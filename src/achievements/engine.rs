use super::table::{master_table, merge_saved, Achievement, Signal, Trigger};
use crate::config::RuleConfig;
use crate::save::{AchievementRecord, ProfileStore};
use std::collections::VecDeque;

/// Things that happened during a tick that achievements care about
#[derive(Debug, Clone, Copy, PartialEq, Eq)]
pub enum GameEvent {
    /// Fired after every score increment with the run's flap count so far
    ScoreReached { score: u32, flaps: u32 },
    CollidedWithCeiling,
    CollidedWithGround,
    ClosePass,
    FlapIdleTimeout,
}

/// On-screen unlock banner
#[derive(Debug, Clone, PartialEq, Eq)]
pub struct Notification {
    pub text: String,
    pub shown_at: u64,
}

/// Evaluates queued gameplay events against the achievement table.
///
/// Gameplay code only pushes events; `process` drains them once per tick,
/// unlocks whatever matches, raises the banner and writes the full set
/// through to the profile store. Unlocking is one-way: an achievement that is
/// already unlocked never notifies or saves again.
pub struct AchievementEngine {
    achievements: Vec<Achievement>,
    pending: VecDeque<GameEvent>,
    notification: Option<Notification>,
    zen_score: u32,
    zen_max_flaps: u32,
    notification_ms: u64,
}

impl AchievementEngine {
    pub fn new(achievements: Vec<Achievement>, rules: &RuleConfig) -> Self {
        AchievementEngine {
            achievements,
            pending: VecDeque::new(),
            notification: None,
            zen_score: rules.zen_score,
            zen_max_flaps: rules.zen_max_flaps,
            notification_ms: rules.notification_ms,
        }
    }

    /// Master table merged with whatever the store holds.
    /// An unreadable save means every achievement starts locked.
    pub fn load<S: ProfileStore + ?Sized>(store: &S, rules: &RuleConfig) -> Self {
        let mut table = master_table();
        match store.load_achievements() {
            Ok(saved) => merge_saved(&mut table, &saved),
            Err(e) => tracing::warn!("Achievements not loaded, starting locked: {}", e),
        }
        AchievementEngine::new(table, rules)
    }

    pub fn push(&mut self, event: GameEvent) {
        self.pending.push_back(event);
    }

    /// Drains the event queue. Returns the names unlocked by this call.
    pub fn process<S: ProfileStore + ?Sized>(&mut self, now: u64, store: &mut S) -> Vec<&'static str> {
        let mut unlocked = Vec::new();

        while let Some(event) = self.pending.pop_front() {
            let matched: Vec<usize> = self
                .achievements
                .iter()
                .enumerate()
                .filter(|(_, a)| !a.unlocked && self.matches(a.trigger, event))
                .map(|(i, _)| i)
                .collect();

            for index in matched {
                unlocked.push(self.unlock(index, now, store));
            }
        }

        unlocked
    }

    fn matches(&self, trigger: Trigger, event: GameEvent) -> bool {
        match (trigger, event) {
            (Trigger::ScoreAtLeast(needed), GameEvent::ScoreReached { score, .. }) => score >= needed,
            (Trigger::Signal(Signal::ZenFlapper), GameEvent::ScoreReached { score, flaps }) => {
                score == self.zen_score && flaps <= self.zen_max_flaps
            }
            (Trigger::Signal(Signal::Icarus), GameEvent::CollidedWithCeiling) => true,
            (Trigger::Signal(Signal::Grounded), GameEvent::CollidedWithGround) => true,
            (Trigger::Signal(Signal::CloseShave), GameEvent::ClosePass) => true,
            (Trigger::Signal(Signal::NyepiSilence), GameEvent::FlapIdleTimeout) => true,
            _ => false,
        }
    }

    fn unlock<S: ProfileStore + ?Sized>(&mut self, index: usize, now: u64, store: &mut S) -> &'static str {
        let achievement = &mut self.achievements[index];
        achievement.unlocked = true;
        achievement.unlocked_at = Some(chrono::Local::now().format("%Y-%m-%d").to_string());
        let name = achievement.name;

        tracing::info!("Achievement unlocked: {}", name);
        self.notification = Some(Notification {
            text: format!("UNLOCKED: {}", name),
            shown_at: now,
        });

        if let Err(e) = store.save_achievements(&self.records()) {
            tracing::warn!("Failed to save achievements: {}", e);
        }

        name
    }

    pub fn achievements(&self) -> &[Achievement] {
        &self.achievements
    }

    #[cfg(test)]
    pub fn is_unlocked(&self, name: &str) -> bool {
        self.achievements.iter().any(|a| a.name == name && a.unlocked)
    }

    pub fn unlocked_count(&self) -> usize {
        self.achievements.iter().filter(|a| a.unlocked).count()
    }

    /// Banner text, while it is still within its display window
    pub fn notification(&self, now: u64) -> Option<&str> {
        self.notification
            .as_ref()
            .filter(|n| now.saturating_sub(n.shown_at) < self.notification_ms)
            .map(|n| n.text.as_str())
    }

    pub fn records(&self) -> Vec<AchievementRecord> {
        self.achievements.iter().map(Achievement::to_record).collect()
    }
}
■ ■ ■ ■ ■ ■ ■
**Instructions for the task**
Among the entries, copy every line containing the word "bool".

**Written answer**
    fn matches(&self, trigger: Trigger, event: GameEvent) -> bool {
    pub fn is_unlocked(&self, name: &str) -> bool {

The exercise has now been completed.